Постепенно ночь становилась все тише и теплее; в кустах пели соловьи. Далеко внизу, у подножья гор, я услышал голоса, и старые, давно забытые воспоминания сумеречно возвращались в мое выжженное сердце, а передо мной над горами занималась чудесная утренняя заря. – «Что же это? Где я? — воскликнул я изумленно, не понимая, что со мной случилось.- Осень и зима прошли, на земле снова весна. Боже мой, где же я так долго был?»

Наконец я достиг вершины последней горы.

Каспар Давид Фридрих. "Рассвет в горах"
*****************************

Всходило в своей великолепной красе солнце. Блаженная дрожь прокатилась по земле; реки и замки сверкали; люди, ах! они спокойно и радостно занимались своими обычными делами, как когда-то; бесчисленные жаворонки ликовали высоко в небе. Я упал на колени и горько заплакал о своей потерянной жизни.

Я не понимал тогда, не понимаю и теперь, как все случилось так, как случилось; но возвратиться в этот радостный и невинный мир с душой, наполненной всеми моими грехами и распутными радостями, я не мог. 
Скрывшись в глуши, я хотел вымолить у неба прощение и только тогда вновь возвратиться к людям, когда все свои прегрешения, - единственное, что я помнил ясно и отчетливо из своего прошлого, - я смою горючими слезами раскаяния.

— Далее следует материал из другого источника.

//! Chat screen model: message store plus sync bridge for the open pair.

use log::{debug, warn};
use std::sync::Arc;

use lostfound_protocol::{Message, NewMessage, Pair};

use super::store::{DEFAULT_HISTORY_LIMIT, MessageStore, load_history};
use super::sync::{SyncBridge, SyncState, SyncUpdate};
use crate::backend::Backend;
use crate::error::{FetchError, SendError};

/// History fetch issued by [`ChatScreen::focus`].
///
/// It runs detached from the screen, so the screen may move on while the fetch
/// is in flight; [`ChatScreen::apply_load`] decides whether the result still
/// applies.
#[derive(Debug, Clone)]
pub struct LoadRequest {
    epoch: u64,
    pair: Pair,
    limit: usize,
}

impl LoadRequest {
    pub fn pair(&self) -> &Pair {
        &self.pair
    }

    pub async fn execute(self, backend: Arc<dyn Backend>) -> LoadOutcome {
        let result = load_history(backend.as_ref(), &self.pair, self.limit).await;
        LoadOutcome {
            epoch: self.epoch,
            pair: self.pair,
            result,
        }
    }
}

#[derive(Debug)]
pub struct LoadOutcome {
    epoch: u64,
    pair: Pair,
    result: Result<Vec<Message>, FetchError>,
}

/// State behind one chat screen.
///
/// Every focus change bumps an epoch; loads stamped with an older epoch are
/// discarded when they resolve.
pub struct ChatScreen {
    backend: Arc<dyn Backend>,
    user_id: String,
    history_limit: usize,
    epoch: u64,
    store: Option<MessageStore>,
    bridge: SyncBridge,
    draft: String,
    error: Option<String>,
}

impl ChatScreen {
    pub fn new(backend: Arc<dyn Backend>, user_id: impl Into<String>) -> Self {
        Self {
            bridge: SyncBridge::new(Arc::clone(&backend)),
            backend,
            user_id: user_id.into(),
            history_limit: DEFAULT_HISTORY_LIMIT,
            epoch: 0,
            store: None,
            draft: String::new(),
            error: None,
        }
    }

    pub fn with_history_limit(mut self, history_limit: usize) -> Self {
        self.history_limit = history_limit.max(1);
        self
    }

    pub fn user_id(&self) -> &str {
        &self.user_id
    }

    pub fn pair(&self) -> Option<&Pair> {
        self.store.as_ref().map(MessageStore::pair)
    }

    /// Messages of the open conversation, oldest first.
    pub fn messages(&self) -> &[Message] {
        self.store.as_ref().map(MessageStore::messages).unwrap_or_default()
    }

    /// Last user-visible error (failed load or send).
    pub fn error(&self) -> Option<&str> {
        self.error.as_deref()
    }

    pub fn sync_state(&self) -> SyncState {
        self.bridge.state()
    }

    pub fn draft(&self) -> &str {
        &self.draft
    }

    pub fn set_draft(&mut self, text: impl Into<String>) {
        self.draft = text.into();
    }

    /// Point the screen at `other_id`.
    ///
    /// Releases the previous subscription, starts an empty store, subscribes
    /// to the new pair and returns the history fetch to run.
    pub async fn focus(&mut self, other_id: &str) -> LoadRequest {
        self.bridge.disconnect().await;
        self.epoch += 1;

        let pair = Pair::new(self.user_id.as_str(), other_id);
        self.store = Some(MessageStore::new(Arc::clone(&self.backend), pair.clone()));
        self.error = None;
        if pair.user_id.is_empty() || pair.other_id.is_empty() {
            debug!("Not subscribing for incomplete pair {}", pair);
        } else {
            self.bridge.connect(pair.clone()).await;
        }

        LoadRequest {
            epoch: self.epoch,
            pair,
            limit: self.history_limit,
        }
    }

    /// Apply a finished load and acknowledge what it brought in. Returns
    /// false, leaving the screen untouched, when the screen has moved on since
    /// the load was issued.
    pub async fn apply_load(&mut self, outcome: LoadOutcome) -> bool {
        if outcome.epoch != self.epoch {
            debug!("Discarding stale history for {}", outcome.pair);
            return false;
        }
        let Some(store) = self.store.as_mut() else {
            return false;
        };
        if store.pair() != &outcome.pair {
            return false;
        }

        match outcome.result {
            Ok(messages) => {
                store.merge(messages);
                self.acknowledge().await;
            }
            Err(err) => {
                warn!("{err}");
                self.error = Some(err.to_string());
            }
        }
        true
    }

    /// Focus, load and acknowledge in one go.
    pub async fn open(&mut self, other_id: &str) {
        let request = self.focus(other_id).await;
        let outcome = request.execute(Arc::clone(&self.backend)).await;
        self.apply_load(outcome).await;
    }

    /// Mark the counterpart's messages read when any are unread.
    pub async fn acknowledge(&mut self) {
        let Some(store) = self.store.as_mut() else {
            return;
        };
        if store.unread_count() == 0 {
            return;
        }
        if let Err(err) = store.mark_read().await {
            warn!("Failed to mark {} read: {}", store.pair(), err);
        }
    }

    /// Wait for the next live change and apply it.
    pub async fn next_update(&mut self) -> Option<SyncUpdate> {
        let update = self.bridge.next_update().await?;
        self.apply_update(&update);
        Some(update)
    }

    /// Apply every live change already queued. Returns how many arrived.
    pub async fn drain_updates(&mut self) -> usize {
        let updates = self.bridge.drain().await;
        for update in &updates {
            self.apply_update(update);
        }
        updates.len()
    }

    fn apply_update(&mut self, update: &SyncUpdate) {
        let Some(store) = self.store.as_mut() else {
            return;
        };
        match update {
            SyncUpdate::Inserted(message) => {
                store.append(message.clone());
            }
            SyncUpdate::Updated(message) => {
                store.apply_update(message);
            }
        }
    }

    /// Send the draft, optionally about a listing and with an uploaded photo.
    ///
    /// On success the draft is cleared and the message shows up immediately;
    /// the echo from the push channel is deduplicated. On failure the draft is
    /// kept and the error text is recorded.
    pub async fn send(
        &mut self,
        item_id: Option<String>,
        photo_url: Option<String>,
    ) -> Result<Message, SendError> {
        let result = self.try_send(item_id, photo_url).await;
        match &result {
            Ok(_) => {
                self.draft.clear();
                self.error = None;
            }
            Err(err) => self.error = Some(err.to_string()),
        }
        result
    }

    async fn try_send(
        &mut self,
        item_id: Option<String>,
        photo_url: Option<String>,
    ) -> Result<Message, SendError> {
        let store = self.store.as_mut().ok_or(SendError::NoConversation)?;
        let text = self.draft.trim();
        let message = NewMessage {
            sender_id: store.pair().user_id.clone(),
            receiver_id: store.pair().other_id.clone(),
            item_id,
            content: (!text.is_empty()).then(|| text.to_string()),
            photo_url,
        };
        if message.is_empty() {
            return Err(SendError::Empty);
        }

        let sent = self.backend.send_message(message).await?;
        store.append(sent.clone());
        Ok(sent)
    }

    /// Leave the screen: release the subscription and drop the history.
    pub async fn close(&mut self) {
        self.bridge.disconnect().await;
        self.epoch += 1;
        self.store = None;
    }
}
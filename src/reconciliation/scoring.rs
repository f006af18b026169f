//! Feature scoring for a single movement / history entry pair

use bigdecimal::{BigDecimal, Zero};
use chrono::{Duration, NaiveDateTime};
use serde::{Deserialize, Serialize};

use crate::reconciliation::options::Tolerances;
use crate::types::*;

/// Point weights and bands used when scoring a pair
#[derive(Debug, Clone, PartialEq, Eq, Serialize, Deserialize)]
#[serde(rename_all = "camelCase")]
pub struct ScoringPolicy {
    pub exact_amount_points: u32,
    pub close_amount_points: u32,
    pub near_amount_points: u32,
    /// Upper bound, in percent, of the "close" amount band
    pub close_amount_percent: u32,
    /// Upper bound, in percent, of the "near" amount band
    pub near_amount_percent: u32,
    pub exact_time_points: u32,
    pub fuzzy_time_points: u32,
    pub range_time_points: u32,
    pub vehicle_points: u32,
    pub beneficiary_points: u32,
    pub created_same_day_points: u32,
    pub created_same_week_points: u32,
    /// Subtracted when the amount is the only feature that matched
    pub single_signal_penalty: u32,
    /// Number of candidates kept for manual review
    pub max_candidates: usize,
}

impl Default for ScoringPolicy {
    fn default() -> Self {
        Self {
            exact_amount_points: 40,
            close_amount_points: 30,
            near_amount_points: 15,
            close_amount_percent: 5,
            near_amount_percent: 15,
            exact_time_points: 30,
            fuzzy_time_points: 20,
            range_time_points: 10,
            vehicle_points: 15,
            beneficiary_points: 15,
            created_same_day_points: 5,
            created_same_week_points: 2,
            single_signal_penalty: 10,
            max_candidates: 5,
        }
    }
}

pub const NO_MATCH_REASON: &str = "no match";

/// Points and explanation produced by one feature
#[derive(Debug, Clone, PartialEq, Eq)]
pub struct FeatureScore {
    pub points: u32,
    pub reason: String,
}

impl FeatureScore {
    fn hit(points: u32, reason: impl Into<String>) -> Option<Self> {
        Some(Self {
            points,
            reason: reason.into(),
        })
    }
}

/// Combined confidence for one pair
#[derive(Debug, Clone, PartialEq, Eq, Serialize, Deserialize)]
#[serde(rename_all = "camelCase")]
pub struct MatchScore {
    /// 0 to 100
    pub confidence: u8,
    pub primary_reason: String,
    pub reasons: Vec<String>,
}

pub fn score_amount(
    movement_amount: &BigDecimal,
    history_amount: Option<&BigDecimal>,
    policy: &ScoringPolicy,
) -> Option<FeatureScore> {
    let history_amount = history_amount?;
    if history_amount == movement_amount {
        return FeatureScore::hit(policy.exact_amount_points, "Exact amount match");
    }

    let base = movement_amount.abs();
    if base.is_zero() {
        return None;
    }
    let percent = (history_amount - movement_amount).abs() * BigDecimal::from(100) / base;

    if percent <= BigDecimal::from(policy.close_amount_percent) {
        FeatureScore::hit(
            policy.close_amount_points,
            format!("Amount within {}% ({}%)", policy.close_amount_percent, percent.round(2)),
        )
    } else if percent <= BigDecimal::from(policy.near_amount_percent) {
        FeatureScore::hit(
            policy.near_amount_points,
            format!("Amount within {}% ({}%)", policy.near_amount_percent, percent.round(2)),
        )
    } else {
        None
    }
}

pub fn score_date(
    movement_date: NaiveDateTime,
    history_date: Option<NaiveDateTime>,
    tolerances: &Tolerances,
    policy: &ScoringPolicy,
) -> Option<FeatureScore> {
    let diff = (history_date? - movement_date).abs();

    if diff <= tolerances.exact() {
        FeatureScore::hit(
            policy.exact_time_points,
            format!("Time match ({} min apart)", diff.num_minutes()),
        )
    } else if diff <= tolerances.fuzzy() {
        FeatureScore::hit(
            policy.fuzzy_time_points,
            format!("Close time ({} min apart)", diff.num_minutes()),
        )
    } else if diff <= tolerances.max() {
        FeatureScore::hit(
            policy.range_time_points,
            format!("Within {} days ({} h apart)", tolerances.max_time_days, diff.num_hours()),
        )
    } else {
        None
    }
}

fn normalized(reference: Option<&String>) -> Option<&str> {
    reference.map(|r| r.trim()).filter(|r| !r.is_empty())
}

pub fn score_reference(
    movement_ref: Option<&String>,
    history_ref: Option<&String>,
    points: u32,
    reason: &str,
) -> Option<FeatureScore> {
    match (normalized(movement_ref), normalized(history_ref)) {
        (Some(left), Some(right)) if left == right => FeatureScore::hit(points, reason),
        _ => None,
    }
}

pub fn score_creation_proximity(
    movement_created: NaiveDateTime,
    history_created: NaiveDateTime,
    policy: &ScoringPolicy,
) -> Option<FeatureScore> {
    let diff = (history_created - movement_created).abs();

    if diff <= Duration::days(1) {
        FeatureScore::hit(policy.created_same_day_points, "Created within 1 day")
    } else if diff <= Duration::days(7) {
        FeatureScore::hit(policy.created_same_week_points, "Created within 7 days")
    } else {
        None
    }
}

/// Score a movement against one history entry.
///
/// Features are evaluated in a fixed order (amount, date, vehicle,
/// beneficiary, creation proximity) and their reasons keep that order. When
/// the amount is the only matching feature the single-signal penalty applies.
pub fn score_match(
    movement: &Movement,
    history: &ContractHistoryEntry,
    tolerances: &Tolerances,
    policy: &ScoringPolicy,
) -> MatchScore {
    let empty = EventMetadata::default();
    let metadata = history.event_metadata.as_ref().unwrap_or(&empty);

    let amount = score_amount(&movement.amount, metadata.amount.as_ref(), policy);
    let amount_matched = amount.is_some();

    let features = [
        amount,
        score_date(movement.date, metadata.date, tolerances, policy),
        score_reference(
            movement.vehicle_id.as_ref(),
            metadata.vehicle_id.as_ref(),
            policy.vehicle_points,
            "Same vehicle",
        ),
        score_reference(
            movement.beneficiary_id.as_ref(),
            metadata.beneficiary_id.as_ref(),
            policy.beneficiary_points,
            "Same beneficiary",
        ),
        score_creation_proximity(movement.created_at, history.created_at, policy),
    ];

    let mut total: i64 = 0;
    let mut reasons = Vec::new();
    for feature in features.into_iter().flatten() {
        total += i64::from(feature.points);
        reasons.push(feature.reason);
    }

    if amount_matched && reasons.len() == 1 {
        total -= i64::from(policy.single_signal_penalty);
    }

    let confidence = total.clamp(0, 100) as u8;
    let primary_reason = reasons
        .first()
        .cloned()
        .unwrap_or_else(|| NO_MATCH_REASON.to_string());

    MatchScore {
        confidence,
        primary_reason,
        reasons,
    }
}

#[cfg(test)]
mod tests {
    use super::*;
    use chrono::NaiveDate;

    fn at(day: u32, hour: u32, minute: u32) -> NaiveDateTime {
        NaiveDate::from_ymd_opt(2024, 1, day)
            .unwrap()
            .and_hms_opt(hour, minute, 0)
            .unwrap()
    }

    fn movement(amount: i64, date: NaiveDateTime) -> Movement {
        Movement::new("m1".to_string(), BigDecimal::from(amount), date, Direction::In)
            .with_created_at(at(1, 0, 0))
    }

    fn history(metadata: EventMetadata, created_at: NaiveDateTime) -> ContractHistoryEntry {
        ContractHistoryEntry::new("h1".to_string(), "EXTENSION".to_string(), String::new())
            .with_metadata(metadata)
            .with_created_at(created_at)
    }

    #[test]
    fn test_amount_bands() {
        let policy = ScoringPolicy::default();
        let base = BigDecimal::from(500);

        let exact = score_amount(&base, Some(&BigDecimal::from(500)), &policy).unwrap();
        assert_eq!(exact.points, 40);

        let close = score_amount(&base, Some(&BigDecimal::from(525)), &policy).unwrap();
        assert_eq!(close.points, 30);

        let near = score_amount(&base, Some(&BigDecimal::from(550)), &policy).unwrap();
        assert_eq!(near.points, 15);

        assert!(score_amount(&base, Some(&BigDecimal::from(600)), &policy).is_none());
        assert!(score_amount(&base, None, &policy).is_none());
        assert!(score_amount(&BigDecimal::from(0), Some(&base), &policy).is_none());
    }

    #[test]
    fn test_amount_band_edges_are_inclusive() {
        let policy = ScoringPolicy::default();
        let base = BigDecimal::from(500);
        let points = |other: &str| {
            score_amount(&base, Some(&other.parse::<BigDecimal>().unwrap()), &policy)
                .map(|f| f.points)
        };

        assert_eq!(points("525"), Some(30));
        assert_eq!(points("525.01"), Some(15));
        assert_eq!(points("575"), Some(15));
        assert_eq!(points("425"), Some(15));
        assert_eq!(points("575.01"), None);
    }

    #[test]
    fn test_creation_proximity_bands() {
        let policy = ScoringPolicy::default();
        let created = at(1, 0, 0);
        let points =
            |other| score_creation_proximity(created, other, &policy).map(|f| f.points);

        assert_eq!(points(at(2, 0, 0)), Some(5));
        assert_eq!(points(at(2, 0, 1)), Some(2));
        assert_eq!(points(at(8, 0, 0)), Some(2));
        assert_eq!(points(at(8, 0, 1)), None);
    }

    #[test]
    fn test_date_bands_are_inclusive() {
        let policy = ScoringPolicy::default();
        let tolerances = Tolerances::default();
        let base = at(10, 10, 0);

        let points = |other| score_date(base, Some(other), &tolerances, &policy).map(|f| f.points);
        assert_eq!(points(at(10, 10, 5)), Some(30));
        assert_eq!(points(at(10, 10, 6)), Some(20));
        assert_eq!(points(at(10, 12, 0)), Some(20));
        assert_eq!(points(at(10, 13, 0)), Some(10));
        assert_eq!(points(at(17, 10, 0)), Some(10));
        assert_eq!(points(at(17, 10, 1)), None);
        assert_eq!(points(at(10, 9, 57)), Some(30));
    }

    #[test]
    fn test_references_are_trimmed() {
        let left = " V1 ".to_string();
        let right = "V1".to_string();
        let blank = "  ".to_string();
        assert!(score_reference(Some(&left), Some(&right), 15, "Same vehicle").is_some());
        assert!(score_reference(Some(&blank), Some(&blank), 15, "Same vehicle").is_none());
        assert!(score_reference(None, Some(&right), 15, "Same vehicle").is_none());
    }

    #[test]
    fn test_exact_match_scores_full_confidence() {
        let movement = movement(500, at(10, 10, 0))
            .with_vehicle("V1")
            .with_beneficiary("B1");
        let entry = history(
            EventMetadata {
                amount: Some(BigDecimal::from(500)),
                date: Some(at(10, 10, 2)),
                vehicle_id: Some("V1".to_string()),
                beneficiary_id: Some("B1".to_string()),
            },
            at(20, 0, 0),
        );

        let score = score_match(&movement, &entry, &Tolerances::default(), &ScoringPolicy::default());
        assert_eq!(score.confidence, 100);
        assert_eq!(score.primary_reason, "Exact amount match");
        assert_eq!(score.reasons.len(), 4);
    }

    #[test]
    fn test_weak_match() {
        let movement = movement(500, at(10, 10, 0));
        let entry = history(
            EventMetadata {
                amount: Some(BigDecimal::from(550)),
                date: Some(at(10, 13, 0)),
                ..Default::default()
            },
            at(20, 0, 0),
        );

        let score = score_match(&movement, &entry, &Tolerances::default(), &ScoringPolicy::default());
        assert_eq!(score.confidence, 25);
        assert_eq!(score.reasons.len(), 2);
    }

    #[test]
    fn test_amount_only_is_penalized() {
        let movement = movement(500, at(10, 10, 0)).with_vehicle("V1");
        let entry = history(
            EventMetadata {
                amount: Some(BigDecimal::from(500)),
                vehicle_id: Some("V2".to_string()),
                ..Default::default()
            },
            at(20, 0, 0),
        );

        let score = score_match(&movement, &entry, &Tolerances::default(), &ScoringPolicy::default());
        assert_eq!(score.confidence, 30);
        assert_eq!(score.reasons, vec!["Exact amount match".to_string()]);
    }

    #[test]
    fn test_creation_proximity_lifts_the_penalty() {
        let movement = movement(500, at(10, 10, 0));
        let entry = history(
            EventMetadata {
                amount: Some(BigDecimal::from(500)),
                ..Default::default()
            },
            at(1, 12, 0),
        );

        let score = score_match(&movement, &entry, &Tolerances::default(), &ScoringPolicy::default());
        assert_eq!(score.confidence, 45);
        assert_eq!(score.reasons[1], "Created within 1 day");
    }

    #[test]
    fn test_no_match() {
        let movement = movement(500, at(10, 10, 0));
        let entry = history(
            EventMetadata {
                amount: Some(BigDecimal::from(9000)),
                ..Default::default()
            },
            at(30, 0, 0),
        );

        let score = score_match(&movement, &entry, &Tolerances::default(), &ScoringPolicy::default());
        assert_eq!(score.confidence, 0);
        assert_eq!(score.primary_reason, NO_MATCH_REASON);
        assert!(score.reasons.is_empty());
    }

    #[test]
    fn test_confidence_stays_in_bounds() {
        let tolerances = Tolerances::default();
        let policy = ScoringPolicy::default();
        let amounts = [1, 95, 100, 110, 500, 10_000];
        let hours = [0, 1, 3, 48, 400];
        let refs = [None, Some("V1"), Some("V2")];

        for &m_amount in &amounts {
            for &h_amount in &amounts {
                for &offset in &hours {
                    for vehicle in refs {
                        let mut movement = movement(m_amount, at(10, 0, 0));
                        movement.vehicle_id = vehicle.map(str::to_string);
                        movement.beneficiary_id = Some("B1".to_string());
                        let entry = history(
                            EventMetadata {
                                amount: Some(BigDecimal::from(h_amount)),
                                date: Some(at(10, 0, 0) + Duration::hours(offset)),
                                vehicle_id: Some("V1".to_string()),
                                beneficiary_id: Some("B1".to_string()),
                            },
                            at(1, 1, 0),
                        );
                        let score = score_match(&movement, &entry, &tolerances, &policy);
                        assert!(score.confidence <= 100);
                    }
                }
            }
        }
    }
}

Целый год я жил так в той пещере, пока Вы не встретили меня там. Страстные молитвы исторгались часто из моей измученной души, я даже мнил иногда, что выдержал испытание и снискал милость у Бога; но это был лишь сладостный обман редких мгновений, который быстро рассеивался.

И когда снова осень раскинула свою красочную сеть по горам и долинам, из леса вновь зазвучали отдельные хорошо знакомые звуки, проникая в мое одиночество, и темные струны моего сердца начинали звучать во мне, отзываясь на их зов. В глубине души меня все еще пугал перезвон колоколов дальнего собора, когда в ясные воскресные утра они долетали до меня через горы, как бы пытаясь найти в моей груди старое ласковое Царство Божье моего детства, которого там больше не было. 

Послушайте, в груди у человека находится чудесное темное царство мыслей, оттуда блистают нам хрусталь и рубин, и все окаменелые цветы бездны, одаряя нас зловещим взглядом любви, оттуда доносятся колдовские звуки, и ты не знаешь, откуда они приходят, куда уходят, красота земной жизни сумеречно мерцает извне в эти глубины, невидимые источники журчат, печально завлекая, и все это вечно тянет тебя вниз – вниз!

— Бедный Раймунд! — воскликнул рыцарь, который давно с глубоким волнением рассматривал чужеземца, погруженного в свой мечтательный рассказ.

— Ради бога, кто Вы и откуда знаете мое имя? — воскликнул чужеземец и вскочил с места как громом пораженный.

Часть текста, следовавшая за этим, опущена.